The stated excuse for the spending bonanza is that this is agenuinely unprecedented situation. As Sen. Mitt Romney (R-Utah) put it during a previous relief bill debate, "I happen to be a deficit hawk. I don't like borrowing money. I don't like spending money we don't have. But the time to borrow money--maybe the only time to borrow money--is when there is a crisis, and this is a crisis."

But President Joe Biden's agenda is not just about borrowing money to handle the fallout from the pandemic. Somehow, policy makers slid from "never waste a crisis" to "everything is a crisis," a development that is particularly irksome during an actual crisis.

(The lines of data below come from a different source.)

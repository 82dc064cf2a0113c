use ropesim::{solve_elastic_rope, CreateConfig, ElementConfig, Line, Rope, RopeSolver, SolverConfig, Vec2};

#[test]
fn rope_deterministic() {
    let results: Vec<_> = (0..5).map(|_| {
        let line = Line::new(Vec2::new(0.0, 0.0), Vec2::new(4.0, 0.0)).unwrap();
        let element = ElementConfig::new(100.0, 0.2, 0.05).with_damping(0.02);
        let rope = Rope::build(&line, &element, &CreateConfig::new().with_multiplier(1.05)).unwrap();
        let mut solver = RopeSolver::new(rope, SolverConfig::new().with_gravity(Vec2::new(0.0, -9.8)));
        for _ in 0..500 {
            solver.update(1e-3).unwrap();
        }
        (solver.rope().positions(), solver.tensions().to_vec())
    }).collect();

    for r in &results[1..] {
        for (a, b) in results[0].0.iter().zip(r.0.iter()) {
            assert_eq!(a.x, b.x);
            assert_eq!(a.y, b.y);
        }
        assert_eq!(results[0].1, r.1);
    }
}

#[test]
fn elastic_rope_deterministic() {
    let results: Vec<_> = (0..5)
        .map(|_| solve_elastic_rope(3.0f64, 4.0, 0.7, 7.85e-5, 1e4).unwrap())
        .collect();
    for r in &results[1..] {
        assert_eq!(&results[0], r);
    }
}
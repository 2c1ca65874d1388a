//! Render key resolution for the rendering backend.

use axum::{
    extract::{Path, State},
    Json,
};
use serde::Serialize;

use crate::app::AppState;
use crate::error::ApiError;

#[derive(Debug, Serialize)]
#[serde(rename_all = "camelCase")]
pub struct RenderKeyOwner {
    pub org_id: i64,
    pub user_id: i64,
}

/// Org and user a live render key acts for.
///
/// GET /api/v1/render/keys/:key
pub async fn lookup_key(
    State(state): State<AppState>,
    Path(key): Path<String>,
) -> Result<Json<RenderKeyOwner>, ApiError> {
    let (org_id, user_id) = state
        .dispatcher
        .keys()
        .lookup(&key)
        .ok_or_else(|| ApiError::NotFound("Render key not found or expired".to_string()))?;
    Ok(Json(RenderKeyOwner { org_id, user_id }))
}
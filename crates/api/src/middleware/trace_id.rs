//! Request ID propagation.

use axum::{
    body::Body,
    http::{header::HeaderName, HeaderValue, Request},
    middleware::Next,
    response::Response,
};
use tracing::Instrument;
use uuid::Uuid;

/// Header name for request ID.
pub const REQUEST_ID_HEADER: &str = "X-Request-ID";

/// Request ID stored in request extensions.
#[derive(Debug, Clone)]
pub struct RequestId(pub String);

/// Reuse the caller's `X-Request-ID` or mint a UUID v4, run the request
/// inside a span carrying it, and echo it on the response.
pub async fn trace_id(mut req: Request<Body>, next: Next) -> Response {
    let request_id = req
        .headers()
        .get(REQUEST_ID_HEADER)
        .and_then(|v| v.to_str().ok())
        .filter(|s| !s.is_empty())
        .map(|s| s.to_string())
        .unwrap_or_else(|| Uuid::new_v4().to_string());

    req.extensions_mut().insert(RequestId(request_id.clone()));

    let span = tracing::info_span!(
        "request",
        request_id = %request_id,
        method = %req.method(),
        path = %req.uri().path(),
    );

    async move {
        let start = std::time::Instant::now();
        let mut response = next.run(req).await;

        tracing::info!(
            status = response.status().as_u16(),
            duration_ms = start.elapsed().as_millis(),
            "Request completed"
        );

        if let Ok(value) = HeaderValue::from_str(&request_id) {
            response
                .headers_mut()
                .insert(HeaderName::from_static("x-request-id"), value);
        }
        response
    }
    .instrument(span)
    .await
}

#[cfg(test)]
mod tests {
    use super::*;
    use axum::{middleware, routing::get, Router};
    use tower::ServiceExt;

    fn app() -> Router {
        Router::new()
            .route("/", get(|| async { "ok" }))
            .layer(middleware::from_fn(trace_id))
    }

    #[tokio::test]
    async fn test_request_id_is_echoed() {
        let response = app()
            .oneshot(
                Request::builder()
                    .uri("/")
                    .header(REQUEST_ID_HEADER, "req-123")
                    .body(Body::empty())
                    .unwrap(),
            )
            .await
            .unwrap();
        assert_eq!(response.headers()["x-request-id"], "req-123");
    }

    #[tokio::test]
    async fn test_request_id_is_generated() {
        let response = app()
            .oneshot(Request::builder().uri("/").body(Body::empty()).unwrap())
            .await
            .unwrap();
        let id = response.headers()["x-request-id"].to_str().unwrap();
        assert!(Uuid::parse_str(id).is_ok());
    }
}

As he announced his economic team in December, Biden went off-script to make this chillingly casual remark: "You know, the Founders were pretty smart....There's a reason why all the states and localities have to have a balanced budget, but we're allowed federally to run a deficit in order to deal with crises and emergencies, as we have in the past." That line wasn't written into his script; it was a peek at the cud the man was chewing at the moment. "We should be investing in deficit spending in order to generate economic growth," he went on.

To Biden--and indeed to nearly all of the mainstream Democratic Party, and much of the Republican Party as well--nearly every policy priority seems to be justified by a crisis large enough to win the Founders' hypothetical benediction to take on spreadsheet-breaking amounts of debt. Leaving aside the dubious historical validity of such a claim about our bewigged forebears, such statements reveal where the new president and his party are searching for rationalizations for what they are about to do.

Biden's plans are...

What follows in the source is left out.